_ACTIVITY_:
Please repeat, from the entries that follow, the lines from the one containing "produced a tree." through the one containing "Get the syntax" exactly, adding nothing.

[EXCERPTED RECORDS Boundary: Start]

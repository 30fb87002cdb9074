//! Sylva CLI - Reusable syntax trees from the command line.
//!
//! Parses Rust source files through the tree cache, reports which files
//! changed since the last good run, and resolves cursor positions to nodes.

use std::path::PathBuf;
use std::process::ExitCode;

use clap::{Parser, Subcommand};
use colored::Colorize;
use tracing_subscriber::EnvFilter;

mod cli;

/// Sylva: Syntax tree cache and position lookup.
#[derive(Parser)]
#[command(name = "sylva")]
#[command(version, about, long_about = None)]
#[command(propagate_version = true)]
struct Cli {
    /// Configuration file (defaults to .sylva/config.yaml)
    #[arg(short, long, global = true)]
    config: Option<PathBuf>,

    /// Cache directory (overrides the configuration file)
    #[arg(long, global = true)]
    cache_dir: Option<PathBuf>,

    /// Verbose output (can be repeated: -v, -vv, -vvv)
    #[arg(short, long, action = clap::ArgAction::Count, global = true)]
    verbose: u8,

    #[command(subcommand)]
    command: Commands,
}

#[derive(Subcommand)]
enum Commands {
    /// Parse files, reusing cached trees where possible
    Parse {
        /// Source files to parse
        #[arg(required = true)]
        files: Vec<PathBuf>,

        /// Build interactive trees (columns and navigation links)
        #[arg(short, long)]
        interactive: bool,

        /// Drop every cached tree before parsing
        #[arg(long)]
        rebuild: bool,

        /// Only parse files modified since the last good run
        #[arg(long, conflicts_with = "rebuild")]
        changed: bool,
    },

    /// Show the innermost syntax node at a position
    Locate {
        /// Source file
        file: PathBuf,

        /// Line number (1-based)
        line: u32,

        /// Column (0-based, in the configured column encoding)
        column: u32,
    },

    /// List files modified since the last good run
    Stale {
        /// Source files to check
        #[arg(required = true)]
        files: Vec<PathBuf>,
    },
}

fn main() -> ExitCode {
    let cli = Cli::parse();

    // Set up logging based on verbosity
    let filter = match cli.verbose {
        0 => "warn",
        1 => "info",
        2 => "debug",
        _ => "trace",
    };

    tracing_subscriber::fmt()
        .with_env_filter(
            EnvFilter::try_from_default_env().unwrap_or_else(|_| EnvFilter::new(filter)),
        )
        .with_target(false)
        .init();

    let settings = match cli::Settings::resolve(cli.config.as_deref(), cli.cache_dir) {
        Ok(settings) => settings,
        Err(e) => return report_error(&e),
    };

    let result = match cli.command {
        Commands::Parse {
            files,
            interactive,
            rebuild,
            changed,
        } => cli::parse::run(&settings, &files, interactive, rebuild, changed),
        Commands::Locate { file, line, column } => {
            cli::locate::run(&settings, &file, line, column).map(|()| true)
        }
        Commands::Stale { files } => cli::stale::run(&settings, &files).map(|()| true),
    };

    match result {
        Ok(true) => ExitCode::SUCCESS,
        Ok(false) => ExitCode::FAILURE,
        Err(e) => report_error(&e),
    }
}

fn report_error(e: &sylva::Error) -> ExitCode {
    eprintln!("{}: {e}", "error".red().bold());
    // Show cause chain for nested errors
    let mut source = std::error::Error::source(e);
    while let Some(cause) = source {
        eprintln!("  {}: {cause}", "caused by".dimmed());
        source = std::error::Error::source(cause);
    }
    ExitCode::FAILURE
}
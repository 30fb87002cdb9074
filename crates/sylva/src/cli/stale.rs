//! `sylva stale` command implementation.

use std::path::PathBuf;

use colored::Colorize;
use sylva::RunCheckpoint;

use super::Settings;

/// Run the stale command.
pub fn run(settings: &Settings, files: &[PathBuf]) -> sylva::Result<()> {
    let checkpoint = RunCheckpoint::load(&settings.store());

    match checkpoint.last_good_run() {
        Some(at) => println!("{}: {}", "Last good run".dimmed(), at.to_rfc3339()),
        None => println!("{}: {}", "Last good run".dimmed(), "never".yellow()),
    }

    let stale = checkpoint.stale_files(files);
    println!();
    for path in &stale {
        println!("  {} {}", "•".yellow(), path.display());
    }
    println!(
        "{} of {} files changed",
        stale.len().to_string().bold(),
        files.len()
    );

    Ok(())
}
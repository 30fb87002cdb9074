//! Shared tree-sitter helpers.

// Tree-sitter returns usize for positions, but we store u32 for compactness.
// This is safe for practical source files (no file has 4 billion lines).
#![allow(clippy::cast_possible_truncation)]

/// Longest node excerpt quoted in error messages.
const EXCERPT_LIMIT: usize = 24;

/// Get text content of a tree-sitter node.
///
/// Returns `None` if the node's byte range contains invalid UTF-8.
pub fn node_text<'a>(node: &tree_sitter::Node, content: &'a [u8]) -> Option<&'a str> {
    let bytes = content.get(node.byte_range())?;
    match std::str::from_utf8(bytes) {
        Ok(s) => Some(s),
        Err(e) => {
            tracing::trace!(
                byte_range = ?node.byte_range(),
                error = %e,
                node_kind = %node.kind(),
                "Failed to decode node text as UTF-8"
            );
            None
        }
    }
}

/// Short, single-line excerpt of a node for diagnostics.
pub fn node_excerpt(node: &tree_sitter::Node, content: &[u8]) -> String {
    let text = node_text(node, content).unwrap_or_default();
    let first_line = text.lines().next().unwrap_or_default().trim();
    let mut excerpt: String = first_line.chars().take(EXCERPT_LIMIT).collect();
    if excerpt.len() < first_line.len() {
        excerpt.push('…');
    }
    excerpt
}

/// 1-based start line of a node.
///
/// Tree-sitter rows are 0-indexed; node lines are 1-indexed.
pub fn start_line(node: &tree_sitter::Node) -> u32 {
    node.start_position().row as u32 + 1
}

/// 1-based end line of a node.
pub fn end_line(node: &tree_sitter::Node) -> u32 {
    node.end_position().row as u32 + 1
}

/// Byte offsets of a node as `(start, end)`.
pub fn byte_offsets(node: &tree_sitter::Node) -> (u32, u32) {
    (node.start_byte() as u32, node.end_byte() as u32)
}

[EXCERPTED RECORDS Boundary: End]
[EXCERPTED RECORDS Boundary: Start]

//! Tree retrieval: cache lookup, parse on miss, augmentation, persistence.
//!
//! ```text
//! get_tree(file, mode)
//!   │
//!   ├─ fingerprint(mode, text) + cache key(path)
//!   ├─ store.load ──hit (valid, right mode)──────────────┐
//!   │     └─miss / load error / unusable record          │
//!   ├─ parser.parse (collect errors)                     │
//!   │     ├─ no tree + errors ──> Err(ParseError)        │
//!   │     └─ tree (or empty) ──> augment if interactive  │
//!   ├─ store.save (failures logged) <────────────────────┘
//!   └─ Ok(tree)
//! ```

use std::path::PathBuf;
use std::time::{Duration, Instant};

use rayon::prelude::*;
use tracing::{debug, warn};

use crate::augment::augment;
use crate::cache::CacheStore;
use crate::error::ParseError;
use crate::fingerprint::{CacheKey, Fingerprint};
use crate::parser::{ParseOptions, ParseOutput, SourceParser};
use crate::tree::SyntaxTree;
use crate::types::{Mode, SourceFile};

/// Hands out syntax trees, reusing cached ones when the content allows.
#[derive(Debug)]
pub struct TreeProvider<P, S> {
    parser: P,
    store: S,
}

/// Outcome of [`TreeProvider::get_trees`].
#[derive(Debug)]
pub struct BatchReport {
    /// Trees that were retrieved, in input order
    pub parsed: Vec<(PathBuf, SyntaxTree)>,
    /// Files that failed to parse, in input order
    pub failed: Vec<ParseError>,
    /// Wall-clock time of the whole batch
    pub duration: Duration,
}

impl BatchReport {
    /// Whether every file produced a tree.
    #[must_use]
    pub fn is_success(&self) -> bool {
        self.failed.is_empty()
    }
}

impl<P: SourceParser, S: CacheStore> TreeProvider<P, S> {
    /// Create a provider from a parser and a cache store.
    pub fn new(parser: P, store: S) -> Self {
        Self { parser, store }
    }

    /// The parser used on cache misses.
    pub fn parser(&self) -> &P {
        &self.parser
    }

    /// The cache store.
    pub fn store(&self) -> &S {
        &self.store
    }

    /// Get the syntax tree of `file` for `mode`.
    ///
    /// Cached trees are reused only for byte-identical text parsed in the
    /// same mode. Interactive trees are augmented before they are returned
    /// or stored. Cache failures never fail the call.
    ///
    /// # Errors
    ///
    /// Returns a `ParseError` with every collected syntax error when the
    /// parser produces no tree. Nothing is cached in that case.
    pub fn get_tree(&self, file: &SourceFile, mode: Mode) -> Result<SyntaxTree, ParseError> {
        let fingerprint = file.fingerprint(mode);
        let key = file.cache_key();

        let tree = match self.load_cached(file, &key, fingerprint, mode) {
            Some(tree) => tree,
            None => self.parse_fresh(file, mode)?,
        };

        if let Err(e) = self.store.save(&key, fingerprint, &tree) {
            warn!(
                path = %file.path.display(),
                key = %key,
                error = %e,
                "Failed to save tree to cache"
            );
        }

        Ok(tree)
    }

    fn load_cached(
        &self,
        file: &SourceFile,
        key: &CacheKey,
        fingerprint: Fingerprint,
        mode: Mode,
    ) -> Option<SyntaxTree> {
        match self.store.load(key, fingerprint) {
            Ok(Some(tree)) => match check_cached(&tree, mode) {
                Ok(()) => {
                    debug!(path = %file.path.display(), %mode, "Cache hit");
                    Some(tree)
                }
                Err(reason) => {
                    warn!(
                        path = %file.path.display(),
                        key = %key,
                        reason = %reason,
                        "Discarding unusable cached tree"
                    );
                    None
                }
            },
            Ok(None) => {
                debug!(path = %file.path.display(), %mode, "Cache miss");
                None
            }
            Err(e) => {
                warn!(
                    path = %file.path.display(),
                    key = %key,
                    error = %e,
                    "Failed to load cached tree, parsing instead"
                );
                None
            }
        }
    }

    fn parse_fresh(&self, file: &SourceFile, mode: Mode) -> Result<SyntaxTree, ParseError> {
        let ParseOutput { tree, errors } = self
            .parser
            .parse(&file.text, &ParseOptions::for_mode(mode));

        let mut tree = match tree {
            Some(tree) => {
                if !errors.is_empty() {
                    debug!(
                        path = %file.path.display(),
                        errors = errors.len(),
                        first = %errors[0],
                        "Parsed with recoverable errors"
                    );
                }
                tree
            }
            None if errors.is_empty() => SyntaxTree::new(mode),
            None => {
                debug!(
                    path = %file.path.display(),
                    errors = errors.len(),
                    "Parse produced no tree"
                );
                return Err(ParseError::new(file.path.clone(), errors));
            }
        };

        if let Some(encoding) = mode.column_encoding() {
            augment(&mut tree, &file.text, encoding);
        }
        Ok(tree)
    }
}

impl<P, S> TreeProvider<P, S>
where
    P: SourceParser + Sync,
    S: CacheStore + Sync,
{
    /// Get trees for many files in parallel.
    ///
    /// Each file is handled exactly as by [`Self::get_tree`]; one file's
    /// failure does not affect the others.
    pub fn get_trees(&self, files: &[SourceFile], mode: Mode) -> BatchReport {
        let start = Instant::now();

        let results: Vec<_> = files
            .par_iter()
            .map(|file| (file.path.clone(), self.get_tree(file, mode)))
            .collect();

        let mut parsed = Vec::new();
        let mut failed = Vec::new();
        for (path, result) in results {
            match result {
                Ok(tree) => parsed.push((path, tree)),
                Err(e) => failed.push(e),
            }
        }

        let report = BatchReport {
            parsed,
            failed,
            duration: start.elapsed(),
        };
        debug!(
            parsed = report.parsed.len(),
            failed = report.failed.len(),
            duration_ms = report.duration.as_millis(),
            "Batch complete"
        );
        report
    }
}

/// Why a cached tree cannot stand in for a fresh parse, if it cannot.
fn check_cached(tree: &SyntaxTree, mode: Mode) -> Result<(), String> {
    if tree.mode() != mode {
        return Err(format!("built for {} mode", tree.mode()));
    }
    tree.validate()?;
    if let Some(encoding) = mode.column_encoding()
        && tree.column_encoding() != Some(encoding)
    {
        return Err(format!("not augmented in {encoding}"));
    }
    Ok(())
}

[EXCERPTED RECORDS Boundary: End]

_EXERCISE RESULT_:
    /// Whether every file produced a tree.
    #[must_use]
    pub fn is_success(&self) -> bool {
        self.failed.is_empty()
    }
}

impl<P: SourceParser, S: CacheStore> TreeProvider<P, S> {
    /// Create a provider from a parser and a cache store.
    pub fn new(parser: P, store: S) -> Self {
        Self { parser, store }
    }

    /// The parser used on cache misses.
    pub fn parser(&self) -> &P {
        &self.parser
    }

    /// The cache store.
    pub fn store(&self) -> &S {
        &self.store
    }

    /// Get the syntax tree of `file` for `mode`.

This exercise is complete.